Problem description
Return the lines below in which the string "manifest" occurs.

The data
***
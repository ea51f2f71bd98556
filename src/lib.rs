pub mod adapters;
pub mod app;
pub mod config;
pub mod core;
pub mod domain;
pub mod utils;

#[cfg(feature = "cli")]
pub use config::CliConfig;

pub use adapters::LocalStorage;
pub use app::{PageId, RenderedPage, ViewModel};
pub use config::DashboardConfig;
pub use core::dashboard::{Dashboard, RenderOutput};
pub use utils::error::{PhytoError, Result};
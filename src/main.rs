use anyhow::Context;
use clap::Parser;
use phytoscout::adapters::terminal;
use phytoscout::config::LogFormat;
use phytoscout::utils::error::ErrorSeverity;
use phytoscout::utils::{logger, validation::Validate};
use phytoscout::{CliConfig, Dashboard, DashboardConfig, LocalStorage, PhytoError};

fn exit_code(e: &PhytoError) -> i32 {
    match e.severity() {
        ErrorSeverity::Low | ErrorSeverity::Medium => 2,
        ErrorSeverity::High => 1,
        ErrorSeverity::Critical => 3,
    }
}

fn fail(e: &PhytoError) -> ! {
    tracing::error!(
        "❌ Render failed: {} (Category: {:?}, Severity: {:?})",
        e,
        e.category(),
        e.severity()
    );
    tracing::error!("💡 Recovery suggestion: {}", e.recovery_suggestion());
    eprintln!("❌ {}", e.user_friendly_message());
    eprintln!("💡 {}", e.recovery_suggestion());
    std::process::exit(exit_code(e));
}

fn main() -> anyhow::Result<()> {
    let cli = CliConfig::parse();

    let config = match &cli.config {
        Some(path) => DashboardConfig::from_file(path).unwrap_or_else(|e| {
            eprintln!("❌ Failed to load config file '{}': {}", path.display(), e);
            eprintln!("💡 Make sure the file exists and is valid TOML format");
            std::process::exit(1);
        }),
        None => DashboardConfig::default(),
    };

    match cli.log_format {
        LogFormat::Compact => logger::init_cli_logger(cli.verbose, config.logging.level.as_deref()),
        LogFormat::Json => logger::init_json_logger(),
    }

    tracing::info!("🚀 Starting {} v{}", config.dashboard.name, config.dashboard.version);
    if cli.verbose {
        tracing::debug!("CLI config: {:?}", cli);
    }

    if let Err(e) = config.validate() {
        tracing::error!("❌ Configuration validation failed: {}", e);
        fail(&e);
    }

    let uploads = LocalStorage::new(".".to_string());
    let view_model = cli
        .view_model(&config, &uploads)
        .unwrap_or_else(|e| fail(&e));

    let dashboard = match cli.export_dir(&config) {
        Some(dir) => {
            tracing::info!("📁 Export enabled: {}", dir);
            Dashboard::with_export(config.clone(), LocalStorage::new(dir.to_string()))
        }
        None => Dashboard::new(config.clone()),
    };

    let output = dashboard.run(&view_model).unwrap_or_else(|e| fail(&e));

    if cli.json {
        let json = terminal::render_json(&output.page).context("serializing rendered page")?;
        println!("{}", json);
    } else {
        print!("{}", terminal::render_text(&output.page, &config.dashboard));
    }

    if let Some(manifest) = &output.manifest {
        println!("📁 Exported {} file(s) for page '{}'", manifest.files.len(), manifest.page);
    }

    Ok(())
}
***
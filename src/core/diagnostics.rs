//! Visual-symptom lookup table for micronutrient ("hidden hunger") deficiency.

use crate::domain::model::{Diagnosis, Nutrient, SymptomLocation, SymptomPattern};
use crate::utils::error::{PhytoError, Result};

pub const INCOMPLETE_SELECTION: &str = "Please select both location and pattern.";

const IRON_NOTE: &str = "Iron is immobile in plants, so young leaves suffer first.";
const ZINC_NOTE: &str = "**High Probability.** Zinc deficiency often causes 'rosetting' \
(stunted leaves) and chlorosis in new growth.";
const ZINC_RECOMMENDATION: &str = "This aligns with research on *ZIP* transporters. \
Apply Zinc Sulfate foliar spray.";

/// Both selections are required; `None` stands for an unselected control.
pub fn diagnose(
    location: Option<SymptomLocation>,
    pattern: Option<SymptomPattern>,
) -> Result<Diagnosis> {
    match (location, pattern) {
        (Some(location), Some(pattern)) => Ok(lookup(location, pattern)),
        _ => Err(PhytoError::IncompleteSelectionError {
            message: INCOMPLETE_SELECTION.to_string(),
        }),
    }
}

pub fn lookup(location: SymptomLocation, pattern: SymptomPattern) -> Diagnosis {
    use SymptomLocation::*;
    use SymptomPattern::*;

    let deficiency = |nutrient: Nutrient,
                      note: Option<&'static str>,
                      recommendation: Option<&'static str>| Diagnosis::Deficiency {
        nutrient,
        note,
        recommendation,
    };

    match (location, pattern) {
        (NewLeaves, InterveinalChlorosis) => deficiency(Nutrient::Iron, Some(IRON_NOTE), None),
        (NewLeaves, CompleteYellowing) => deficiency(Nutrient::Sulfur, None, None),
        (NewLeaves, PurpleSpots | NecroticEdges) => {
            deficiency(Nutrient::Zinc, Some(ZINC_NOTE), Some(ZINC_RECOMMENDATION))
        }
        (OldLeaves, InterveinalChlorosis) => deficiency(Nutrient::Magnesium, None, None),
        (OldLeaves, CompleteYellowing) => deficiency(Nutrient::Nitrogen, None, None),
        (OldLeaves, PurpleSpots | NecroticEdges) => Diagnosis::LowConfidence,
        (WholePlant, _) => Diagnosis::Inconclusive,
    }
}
***
Result of the exercise
    if let Some(manifest) = &output.manifest {
        println!("📁 Exported {} file(s) for page '{}'", manifest.files.len(), manifest.page);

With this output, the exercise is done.